MLB statistics (through 2024 season)
- Win–loss record: 0–0
- Earned run average: 9.00
- Strikeouts: 7
- Stats at Baseball Reference

Teams
- Chicago Cubs (2024);

= Jack Neely =

American baseball player (born 2000)

Jack Preston Neely (born June 5, 2000) is an American professional baseball pitcher in the Chicago Cubs organization. He made his Major League Baseball (MLB) debut in 2024.

==Career==
===Amateur career===
Neely attended Winston Churchill High School in San Antonio, Texas and played college baseball at the University of Texas at Austin, Iowa Western Community College and Ohio State University.

===New York Yankees===
The New York Yankees selected Neely in the 11th round, with the 333rd overall pick, of the 2021 Major League Baseball draft. Neely signed with the Yankees and made his professional debut with the Single–A Tampa Tarpons.

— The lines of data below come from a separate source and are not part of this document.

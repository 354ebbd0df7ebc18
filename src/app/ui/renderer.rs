use std::time::Instant;

use ratatui::{
    Frame,
    layout::{Alignment, Constraint, Layout, Rect},
    style::{Style, Stylize},
    text::{Line, Span},
    widgets::{Block, BorderType, Borders, Clear, Paragraph},
};
use unicode_width::UnicodeWidthStr;

use crate::app::App;
use crate::app::binds::Action;
use crate::app::config::Palette;
use crate::app::services::{LocalStore, PlaybackEngine};
use crate::app::ui::utils::truncate_by_width;
use crate::app::ui::widgets::render_options_popup;
use crate::track::Track;

/// Now-playing line above the list
fn render_now_playing(frame: &mut Frame, area: Rect, current: Option<&Track>, palette: &Palette) {
    let line = match current {
        Some(track) => {
            let width = area.width.saturating_sub(4) as usize;
            let text = format!("{} · {}", track.title, track.description());
            Line::from(vec![
                Span::styled(" ♫ ", Style::default().fg(palette.highlight())),
                Span::styled(
                    truncate_by_width(&text, width),
                    Style::default().fg(palette.text),
                ),
            ])
        }
        None => Line::from(Span::styled(
            " Nothing playing",
            Style::default().fg(palette.text_secondary),
        )),
    };
    frame.render_widget(Paragraph::new(line), area);
}

/// Key hints below the list
fn render_help(frame: &mut Frame, area: Rect, app: &App) {
    let key = Style::default().fg(app.palette.highlight());
    let label = Style::default().fg(app.palette.text_secondary);

    let spans: Vec<Span> = [
        (Action::PlaySelected, "play"),
        (Action::TrackOptions, "options"),
        (Action::Locate, "locate"),
        (Action::NextTrack, "next"),
        (Action::PreviousTrack, "prev"),
        (Action::Quit, "quit"),
    ]
    .into_iter()
    .flat_map(|(action, name)| {
        [
            Span::styled(format!(" {}", app.config.binds.hint(action)), key),
            Span::styled(format!(" {} ", name), label),
        ]
    })
    .collect();

    frame.render_widget(Paragraph::new(Line::from(spans)), area);
}

/// Render config warnings popup centered on screen
fn render_config_warnings_popup(frame: &mut Frame, warnings: &[String], palette: &Palette) {
    let area = frame.area();

    let title = " Config Warnings ";
    let footer = "Press any key to close";

    let max_content_width = warnings
        .iter()
        .map(|w| w.width())
        .max()
        .unwrap_or(20)
        .max(title.width())
        .max(footer.width());

    // Content + padding (2 on each side) + borders (1 on each side)
    let popup_width = (max_content_width + 6).min(area.width.saturating_sub(4) as usize) as u16;
    let text_width = popup_width.saturating_sub(4) as usize;

    // Warnings + blank line after title + blank line before footer + footer + borders
    let popup_height = (warnings.len() + 5).min(area.height.saturating_sub(4) as usize) as u16;

    let popup_area = Rect {
        x: area.width.saturating_sub(popup_width) / 2,
        y: area.height.saturating_sub(popup_height) / 2,
        width: popup_width,
        height: popup_height,
    };

    frame.render_widget(Clear, popup_area);

    let mut lines: Vec<Line> = vec![Line::from("")];
    lines.extend(warnings.iter().map(|warning| {
        Line::from(Span::styled(
            format!(" {}", truncate_by_width(warning, text_width)),
            Style::default().fg(palette.text),
        ))
    }));
    lines.push(Line::from(""));
    lines.push(
        Line::from(Span::styled(footer, Style::default().fg(palette.primary))).centered(),
    );

    let popup_block = Block::default()
        .borders(Borders::ALL)
        .border_type(BorderType::Rounded)
        .border_style(Style::default().fg(palette.highlight()))
        .title(Line::from(title).fg(palette.primary))
        .style(Style::default().bg(palette.background));

    frame.render_widget(
        Paragraph::new(lines)
            .block(popup_block)
            .alignment(Alignment::Left),
        popup_area,
    );
}

/// Renders the user interface.
pub fn render(frame: &mut Frame<'_>, app: &mut App, now: Instant) {
    let area = frame.area();
    frame.render_widget(
        Block::default().style(Style::default().bg(app.palette.background)),
        area,
    );

    let [top, middle, bottom] = Layout::vertical([
        Constraint::Length(1),
        Constraint::Fill(1),
        Constraint::Length(1),
    ])
    .areas(area);

    let current = app.player.current_track();
    render_now_playing(frame, top, current, &app.palette);

    app.list.render(
        frame,
        middle,
        &app.palette,
        current,
        &app.library,
        &app.catalog,
        &app.hints,
        now,
    );

    render_help(frame, bottom, app);

    if let Some((track, sheet)) = app.popup.current() {
        render_options_popup(frame, track, sheet, app.library.is_local(track), &app.palette);
    }

    if app.show_config_warnings_popup && !app.config_warnings.is_empty() {
        render_config_warnings_popup(frame, &app.config_warnings, &app.palette);
    }
}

Neely split the 2022 season between Tampa and the High–A Hudson Valley Renegades, accumulating a 3.58 ERA with 87 strikeouts and 7 saves across 38 relief outings. In 2023, Neely played with Hudson Valley and the Double–A Somerset Patriots, registering a combined 6–5 record and 2.17 ERA with 100 strikeouts and 7 saves over 42 games out of the bullpen. Neely began the 2024 campaign with Somerset, and was promoted to the Triple–A Scranton/Wilkes-Barre RailRiders in June.

===Chicago Cubs===
On July 30, 2024, the Yankees traded Neely and Ben Cowles to the Chicago Cubs in exchange for pitcher Mark Leiter Jr. He made six scoreless appearances for the Triple–A Iowa Cubs, striking out 13 batters and recording three saves. On August 20, Neely was selected to the 40-man roster and promoted to the major leagues for the first time. In six games for the Cubs during his rookie campaign, he struggled to a 9.00 ERA with seven strikeouts over six innings of work.

Neely was optioned to Triple-A Iowa to begin the 2025 season. In 28 appearances for Iowa, Neely accumulated an 0–2 record and 6.23 ERA with 39 strikeouts and five saves across 30 1/3 innings pitched.

Neely was again optioned to Triple-A Iowa to begin the 2026 season. However, on March 25, 2026, Neely was designated for assignment by the Cubs. He cleared waivers and was sent outright to Iowa on March 29. On May 12, he was placed on the full-season injured list ending his season without appearing in a game.